August 14th, 2007 at 1:35 AM
Awesome. Just found out your HTTP headers survey and this article, and I completely love them. I completely dig this kind of rather useless and fun statistics. More or these !
Unsollicited suggestions for future surveys ? HTML meta tags, favicon.ico?, unprotected .htaccess ?
September 21st, 2007 at 7:00 PM
Yay, original research.
I’m sure many of us did at least one of these things wrong, like typing “disallwo” [sic] and not checking the spelling.
September 21st, 2007 at 9:28 PM
How many sites got everything – the response code, the mime-type, the syntax – “right”?
September 22nd, 2007 at 12:09 AM
Interesting post Andrew, I learned something new today. Coincidentally, I looked at the robots file on your site, it reads “# Nothing to see here. :-)”.

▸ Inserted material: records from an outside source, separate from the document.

//! Integration tests for configuration loading and validation.

use lr_runner::config::ConfigError;
use lr_runner::test_support::{EnvGuard, openstack_config, runner_config, shell_config};
use lr_runner::{OpenStackConfig, RunnerConfig, ShellConfig};
use rstest::*;
use tempfile::TempDir;

use camino::{Utf8Path, Utf8PathBuf};
use cap_std::{ambient_authority, fs_utf8::Dir};

const RUNNER_VARS: &[&str] = &[
    "LR_MANAGEMENT_NET_NAME",
    "LR_MANAGEMENT_NET_ID",
    "LR_MANAGEMENT_NET_CIDR",
    "LR_TEST_NAME",
    "LR_BOOT_TIMEOUT_SECS",
    "LR_RUN_DEADLINE_SECS",
];

#[fixture]
fn valid_runner() -> RunnerConfig {
    runner_config(Utf8Path::new("/srv/lr"))
}

fn temp_root(tmp: &TempDir) -> Utf8PathBuf {
    Utf8PathBuf::from_path_buf(tmp.path().to_path_buf())
        .unwrap_or_else(|path| panic!("temp dir should be utf8: {}", path.display()))
}

#[rstest]
fn identity_validation_names_env_var_and_toml_key() {
    fn assert_actionable(
        mutate: impl FnOnce(&mut OpenStackConfig),
        env_var: &str,
        toml_key: &str,
    ) {
        let mut cfg = openstack_config();
        mutate(&mut cfg);
        let message = cfg
            .validate()
            .expect_err("validation should fail")
            .to_string();
        assert!(
            message.contains(env_var),
            "error should mention env var {env_var}: {message}"
        );
        assert!(
            message.contains(toml_key),
            "error should mention TOML key {toml_key}: {message}"
        );
    }

    assert_actionable(|cfg| cfg.tenant_name.clear(), "OS_TENANT_NAME", "tenant_name");
    assert_actionable(|cfg| cfg.username = String::from("  "), "OS_USERNAME", "username");
    assert_actionable(|cfg| cfg.password.clear(), "OS_PASSWORD", "password");
    assert_actionable(
        |cfg| {
            cfg.controller_ip = None;
            cfg.auth_url = None;
        },
        "OS_CONTROLLER_IP",
        "auth_url",
    );
}

#[rstest]
#[case(Some("192.0.2.1"), None, "http://192.0.2.1:5000/v2.0/")]
#[case(Some("192.0.2.1"), Some("https://keystone.example:5000/v2.0"), "https://keystone.example:5000/v2.0")]
#[case(None, Some("http://ctl:5000/v2.0/"), "http://ctl:5000/v2.0/")]
#[case(Some("192.0.2.1"), Some("   "), "http://192.0.2.1:5000/v2.0/")]
fn auth_url_prefers_explicit_endpoint(
    #[case] controller_ip: Option<&str>,
    #[case] auth_url: Option<&str>,
    #[case] expected: &str,
) {
    let cfg = OpenStackConfig {
        controller_ip: controller_ip.map(str::to_owned),
        auth_url: auth_url.map(str::to_owned),
        ..openstack_config()
    };
    assert_eq!(
        cfg.resolved_auth_url().expect("endpoint resolves"),
        expected
    );
}

#[rstest]
fn identity_debug_output_redacts_password() {
    let cfg = OpenStackConfig {
        password: String::from("s3cret-value"),
        ..openstack_config()
    };
    let rendered = format!("{cfg:?}");
    assert!(!rendered.contains("s3cret-value"), "{rendered}");
    assert!(rendered.contains("<redacted>"));
}

#[rstest]
fn runner_validation_rejects_blank_test_name(valid_runner: RunnerConfig) {
    let cfg = RunnerConfig {
        test_name: String::from(" "),
        ..valid_runner
    };
    let ConfigError::MissingField(message) = cfg.validate().expect_err("test name required")
    else {
        panic!("expected MissingField error");
    };
    assert!(message.contains("LR_TEST_NAME"), "{message}");
    assert!(message.contains("lr-runner.toml"), "{message}");
}

#[rstest]
fn runner_validation_rejects_zero_boot_timeout(valid_runner: RunnerConfig) {
    let cfg = RunnerConfig {
        boot_timeout_secs: 0,
        ..valid_runner
    };
    assert!(matches!(cfg.validate(), Err(ConfigError::Invalid(_))));
}

#[rstest]
fn runner_accessors_ignore_blank_values(valid_runner: RunnerConfig) {
    let cfg = RunnerConfig {
        management_net_id: Some(String::from("  ")),
        management_net_cidr: Some(String::new()),
        floating_ip_pool: Some(String::from(" public ")),
        artifact_dir: String::from(" out "),
        ..valid_runner
    };
    assert_eq!(cfg.network_id(), None);
    assert_eq!(cfg.network_name(), Some("mgmt"));
    assert_eq!(cfg.network_cidr(), None);
    assert_eq!(cfg.floating_ip_pool(), Some("public"));
    assert_eq!(cfg.artifact_dir(), Utf8PathBuf::from("out"));
}

#[rstest]
fn shell_validation_names_the_variable() {
    let cfg = ShellConfig {
        copy_bin: String::new(),
        ..shell_config()
    };
    let message = cfg.validate().expect_err("copy_bin required").to_string();
    assert!(message.contains("LR_SSH_COPY_BIN"), "{message}");
}

#[rstest]
#[tokio::test]
async fn identity_settings_load_from_environment() {
    let _guard = EnvGuard::apply(
        &[
            ("OS_CONTROLLER_IP", "198.51.100.7"),
            ("OS_TENANT_NAME", "loadtest"),
            ("OS_REGION", "RegionTwo"),
        ],
        &[
            "OS_AUTH_URL",
            "OS_USERNAME",
            "OS_PASSWORD",
            "LR_RUNNER_CONFIG_PATH",
        ],
    )
    .await;

    let cfg = OpenStackConfig::load_without_cli_args().expect("identity settings load");

    assert_eq!(cfg.controller_ip.as_deref(), Some("198.51.100.7"));
    assert_eq!(cfg.tenant_name, "loadtest");
    assert_eq!(cfg.region, "RegionTwo");
    assert_eq!(cfg.username, "admin");
    assert_eq!(
        cfg.resolved_auth_url().expect("derived endpoint"),
        "http://198.51.100.7:5000/v2.0/"
    );
}

#[rstest]
#[tokio::test]
async fn identity_settings_load_from_shared_config_file() {
    let tmp = TempDir::new().unwrap_or_else(|err| panic!("tempdir: {err}"));
    let root = temp_root(&tmp);
    Dir::open_ambient_dir(&root, ambient_authority())
        .unwrap_or_else(|err| panic!("open temp dir: {err}"))
        .write(
            "lr-runner.toml",
            "controller_ip = \"203.0.113.5\"\ntenant_name = \"from-file\"\nmanagement_net_name = \"mgmt\"\n",
        )
        .unwrap_or_else(|err| panic!("write config file: {err}"));
    let config_path = root.join("lr-runner.toml");

    let _guard = EnvGuard::apply(
        &[
            ("LR_RUNNER_CONFIG_PATH", config_path.as_str()),
            ("OS_TENANT_NAME", "from-env"),
        ],
        &["OS_CONTROLLER_IP", "OS_AUTH_URL"],
    )
    .await;

    let cfg = OpenStackConfig::load_without_cli_args().expect("identity settings load");

    assert_eq!(cfg.controller_ip.as_deref(), Some("203.0.113.5"));
    assert_eq!(cfg.tenant_name, "from-env");
    cfg.validate().expect("file supplies the controller address");
}

#[rstest]
#[tokio::test]
async fn runner_settings_merge_file_and_environment() {
    let tmp = TempDir::new().unwrap_or_else(|err| panic!("tempdir: {err}"));
    let root = temp_root(&tmp);
    Dir::open_ambient_dir(&root, ambient_authority())
        .unwrap_or_else(|err| panic!("open temp dir: {err}"))
        .write(
            "lr-runner.toml",
            "management_net_name = \"mgmt-from-file\"\ntest_name = \"file-test\"\n",
        )
        .unwrap_or_else(|err| panic!("write config file: {err}"));
    let config_path = root.join("lr-runner.toml");

    let mut unset: Vec<&str> = RUNNER_VARS.to_vec();
    unset.retain(|var| *var != "LR_TEST_NAME" && *var != "LR_BOOT_TIMEOUT_SECS");
    let _guard = EnvGuard::apply(
        &[
            ("LR_RUNNER_CONFIG_PATH", config_path.as_str()),
            ("LR_TEST_NAME", "env-test"),
            ("LR_BOOT_TIMEOUT_SECS", "120"),
        ],
        &unset,
    )
    .await;

    let cfg = RunnerConfig::load_without_cli_args().expect("runner settings load");

    assert_eq!(cfg.network_name(), Some("mgmt-from-file"));
    assert_eq!(cfg.test_name, "env-test");
    assert_eq!(cfg.boot_timeout_secs, 120);
    assert_eq!(cfg.iperf_args, "['-t', '15']");
    assert!(
        cfg.ubuntu_image_url
            .ends_with("trusty-server-cloudimg-amd64-disk1.img"),
        "{}",
        cfg.ubuntu_image_url
    );
    assert_eq!(cfg.run_deadline_secs, None);
    cfg.validate().expect("merged settings validate");
}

September 22nd, 2007 at 5:46 AM
I can’t believe people think sites shouldn’t be spidered unless they asked for it.
Did it ever occur to them that if they want to keep something private, maybe they shouldn’t publish it on a world-wide, public computer network?
It’s the internet. You have no privacy. Get over it.
September 22nd, 2007 at 6:36 AM
You missed the blog in http://www.webmasterworld.com/robots.txt
September 22nd, 2007 at 5:30 PM
[…] nextthing.org » robots.txt Adventure (tags: web robots.txt http search spider robots standards internet google genius analysis **) […]
September 23rd, 2007 at 3:45 AM
Hey, I’ve translated this article into Russian (of course you’ve got some more links :)).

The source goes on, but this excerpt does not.